As of June 30, 2008, we held investments in auction rate securities, totaling $71.8 million,
with a fair value of $66.8 million, which are required to be measured at fair value on a recurring
basis. Our auction rate securities are designated as available-for-sale securities and are
reflected at fair value. Prior to January 1, 2008, these securities were recorded at fair value
based on quoted prices in active markets (i.e., SFAS 157 Level 1 data). Liquidity for these auction
rate securities is typically provided by an auction process which allows holders to sell their
notes, and which resets the applicable interest rate at pre-determined intervals, usually every 7,
28, or 35 days. However, due to recent events in the credit markets, the auction events for some of
these instruments failed during the first half of 2008. An auction failure means that the parties
wishing to sell their securities could not be matched with an adequate volume of buyers.
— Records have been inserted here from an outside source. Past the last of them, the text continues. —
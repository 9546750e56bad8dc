//! GitHub API client for starred repositories.

use std::sync::Arc;

use async_trait::async_trait;
use chrono::{DateTime, Utc};
use reqwest::header::{ACCEPT, AUTHORIZATION, HeaderMap, USER_AGENT};
use reqwest::{Response, StatusCode};
use serde::Deserialize;

use super::error::GitHubError;
use super::types::{StarredItem, StarredPage};
use crate::source::StarSource;

/// Base URL of the public GitHub REST API.
pub const DEFAULT_API_URL: &str = "https://api.github.com";

/// Star listings with `starred_at` timestamps.
const STAR_MEDIA_TYPE: &str = "application/vnd.github.star+json";
/// Raw file contents.
const RAW_MEDIA_TYPE: &str = "application/vnd.github.raw+json";
const JSON_MEDIA_TYPE: &str = "application/vnd.github+json";

const CLIENT_USER_AGENT: &str = concat!("stars-keeper/", env!("CARGO_PKG_VERSION"));

/// Pagination information extracted from GitHub's Link header.
#[derive(Debug, Clone, Default, PartialEq, Eq)]
pub struct LinkPagination {
    /// The last page number (from rel="last" link).
    pub last_page: Option<u32>,
    /// The next page number (from rel="next" link).
    pub next_page: Option<u32>,
}

/// Parse the Link header to extract pagination info.
///
/// GitHub Link headers look like:
/// `<https://api.github.com/user/1/starred?per_page=50&page=2>; rel="next", <...&page=3>; rel="last"`
pub fn parse_link_header(link_header: &str) -> LinkPagination {
    let mut info = LinkPagination::default();

    for part in link_header.split(',') {
        let mut url = None;
        let mut rel = None;

        for segment in part.trim().split(';') {
            let segment = segment.trim();
            if let Some(inner) = segment.strip_prefix('<').and_then(|s| s.strip_suffix('>')) {
                url = Some(inner);
            } else if let Some(rel_value) = segment.strip_prefix("rel=") {
                rel = Some(rel_value.trim_matches('"'));
            }
        }

        if let (Some(url), Some(rel_type)) = (url, rel)
            && let Some(page_num) = extract_page_from_url(url)
        {
            match rel_type {
                "last" => info.last_page = Some(page_num),
                "next" => info.next_page = Some(page_num),
                _ => {}
            }
        }
    }

    info
}

/// Extract the page parameter from a URL.
fn extract_page_from_url(url: &str) -> Option<u32> {
    let (_, query) = url.split_once('?')?;

    query
        .split('&')
        .find_map(|param| param.strip_prefix("page="))
        .and_then(|value| value.parse().ok())
}

fn header_i64(headers: &HeaderMap, name: &str) -> Option<i64> {
    headers
        .get(name)
        .and_then(|v| v.to_str().ok())
        .and_then(|v| v.trim().parse::<i64>().ok())
}

/// Read the rate limit reset time from response headers.
///
/// Primary limits carry `x-ratelimit-reset` (epoch seconds); secondary limits
/// only send `retry-after` (seconds from now).
fn rate_limit_reset(headers: &HeaderMap) -> DateTime<Utc> {
    header_i64(headers, "x-ratelimit-reset")
        .and_then(|epoch| DateTime::from_timestamp(epoch, 0))
        .or_else(|| {
            header_i64(headers, "retry-after")
                .map(|secs| Utc::now() + chrono::Duration::seconds(secs))
        })
        .unwrap_or_else(Utc::now)
}

fn rate_limit_exhausted(headers: &HeaderMap) -> bool {
    headers
        .get("x-ratelimit-remaining")
        .and_then(|v| v.to_str().ok())
        .is_some_and(|v| v.trim() == "0")
        || headers.contains_key("retry-after")
}

/// Map a non-success response to a [`GitHubError`].
fn error_for_status(status: StatusCode, headers: &HeaderMap, route: &str) -> GitHubError {
    match status {
        StatusCode::TOO_MANY_REQUESTS => GitHubError::RateLimited {
            reset_at: rate_limit_reset(headers),
        },
        StatusCode::FORBIDDEN if rate_limit_exhausted(headers) => GitHubError::RateLimited {
            reset_at: rate_limit_reset(headers),
        },
        StatusCode::UNAUTHORIZED | StatusCode::FORBIDDEN => GitHubError::AuthRequired,
        StatusCode::NOT_FOUND => GitHubError::NotFound(route.to_string()),
        _ => GitHubError::UnexpectedStatus {
            status: status.as_u16(),
            route: route.to_string(),
        },
    }
}

#[derive(Deserialize)]
struct AuthenticatedUser {
    login: String,
}

/// GitHub client implementing [`StarSource`].
#[derive(Clone)]
pub struct GitHubClient {
    /// Shared HTTP client (one connection pool for every request).
    http_client: reqwest::Client,
    token: Arc<String>,
    api_url: Arc<String>,
}

impl GitHubClient {
    /// Create a client for the public GitHub API.
    pub fn new(token: &str) -> Self {
        Self::with_api_url(token, DEFAULT_API_URL)
    }

    /// Create a client against a different API root (GitHub Enterprise, test servers).
    pub fn with_api_url(token: &str, api_url: &str) -> Self {
        Self {
            http_client: reqwest::Client::new(),
            token: Arc::new(token.to_string()),
            api_url: Arc::new(api_url.trim_end_matches('/').to_string()),
        }
    }

    /// The API root this client talks to.
    pub fn api_url(&self) -> &str {
        &self.api_url
    }

    /// Send an authenticated GET and return the response if it succeeded.
    async fn get(&self, route: &str, accept: &str) -> Result<Response, GitHubError> {
        let url = format!("{}{}", self.api_url, route);
        tracing::debug!(%route, "GitHub request");

        let response = self
            .http_client
            .get(&url)
            .header(ACCEPT, accept)
            .header(USER_AGENT, CLIENT_USER_AGENT)
            .header(AUTHORIZATION, format!("Bearer {}", self.token.as_str()))
            .send()
            .await?;

        let status = response.status();
        if status.is_success() {
            Ok(response)
        } else {
            Err(error_for_status(status, response.headers(), route))
        }
    }

    async fn get_json(
        &self,
        route: &str,
        accept: &str,
    ) -> Result<(serde_json::Value, HeaderMap), GitHubError> {
        let response = self.get(route, accept).await?;
        let headers = response.headers().clone();
        let bytes = response.bytes().await?;
        let value = serde_json::from_slice(&bytes).map_err(|source| GitHubError::Decode {
            route: route.to_string(),
            source,
        })?;
        Ok((value, headers))
    }
}

#[async_trait]
impl StarSource for GitHubClient {
    async fn authenticated_user(&self) -> Result<String, GitHubError> {
        let route = "/user";
        let (value, _) = self.get_json(route, JSON_MEDIA_TYPE).await?;
        let user = AuthenticatedUser::deserialize(value).map_err(|source| GitHubError::Decode {
            route: route.to_string(),
            source,
        })?;
        Ok(user.login)
    }

    async fn starred_page(
        &self,
        login: &str,
        page: u32,
        per_page: u32,
    ) -> Result<StarredPage, GitHubError> {
        let route = format!("/users/{login}/starred?per_page={per_page}&page={page}");
        let (value, headers) = self.get_json(&route, STAR_MEDIA_TYPE).await?;

        let decode = |source| GitHubError::Decode {
            route: route.clone(),
            source,
        };
        let raw_items: Vec<serde_json::Value> = serde_json::from_value(value).map_err(decode)?;
        let items = raw_items
            .into_iter()
            .map(StarredItem::from_value)
            .collect::<Result<Vec<_>, _>>()
            .map_err(decode)?;

        let links = headers
            .get("link")
            .and_then(|v| v.to_str().ok())
            .map(parse_link_header)
            .unwrap_or_default();

        Ok(StarredPage {
            items,
            next_page: links.next_page,
            last_page: links.last_page,
        })
    }

    async fn readme(&self, owner: &str, name: &str) -> Result<Option<String>, GitHubError> {
        let route = format!("/repos/{owner}/{name}/readme");
        match self.get(&route, RAW_MEDIA_TYPE).await {
            Ok(response) => Ok(Some(response.text().await?)),
            Err(GitHubError::NotFound(_)) => Ok(None),
            Err(e) => Err(e),
        }
    }
}
//! Repository entity - the latest snapshot of every starred repository.

use sea_orm::entity::prelude::*;
use serde::{Deserialize, Serialize};

/// Repository model, keyed by the GitHub repository ID.
///
/// Rows are overwritten wholesale on every sync, so they always reflect the
/// most recent fetch.
#[derive(Clone, Debug, PartialEq, Eq, DeriveEntityModel, Serialize, Deserialize)]
#[sea_orm(table_name = "repositories")]
pub struct Model {
    /// GitHub repository ID.
    #[sea_orm(primary_key, auto_increment = false)]
    pub id: i64,

    /// The upstream repository resource as fetched, serialized as JSON.
    #[sea_orm(column_type = "Text")]
    pub body: String,

    /// Repository description.
    #[sea_orm(column_type = "Text", nullable)]
    pub description: Option<String>,

    /// Repository topics (stored as a JSON array).
    #[sea_orm(column_type = "Json")]
    pub topics: serde_json::Value,

    /// `owner/name`, when the upstream resource carried it.
    pub full_name: Option<String>,

    /// README contents fetched alongside the repository.
    #[sea_orm(column_type = "Text", nullable)]
    pub readme: Option<String>,
}

#[derive(Copy, Clone, Debug, EnumIter, DeriveRelation)]
pub enum Relation {}

impl ActiveModelBehavior for ActiveModel {}

impl Model {
    /// Topics as strings. Non-string entries are skipped.
    pub fn topic_list(&self) -> Vec<String> {
        self.topics
            .as_array()
            .map(|topics| {
                topics
                    .iter()
                    .filter_map(|t| t.as_str().map(String::from))
                    .collect()
            })
            .unwrap_or_default()
    }
}

#[cfg(test)]
mod tests {
    use super::*;

    fn make_test_model(topics: serde_json::Value) -> Model {
        Model {
            id: 1_296_269,
            body: "{}".to_string(),
            description: Some("My first repository".to_string()),
            topics,
            full_name: Some("octocat/Hello-World".to_string()),
            readme: None,
        }
    }

    #[test]
    fn test_topic_list() {
        let model = make_test_model(serde_json::json!(["rust", "cli"]));
        assert_eq!(model.topic_list(), vec!["rust", "cli"]);
    }

    #[test]
    fn test_topic_list_ignores_non_arrays() {
        let model = make_test_model(serde_json::json!({"not": "a list"}));
        assert!(model.topic_list().is_empty());
    }
}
Therefore,
the fair values of these securities were estimated using a discounted cash flow analysis or other
type of valuation model as of June 30, 2008. These analyses considered, among other things, the
collateralization underlying the securities, the creditworthiness of the counterparty, the timing
of expected future cash flows, and the expectation of the next time the security would be expected
to have a successful auction. The estimated values of these securities were also compared, when
possible, to valuation data with respect to similar securities held by other parties.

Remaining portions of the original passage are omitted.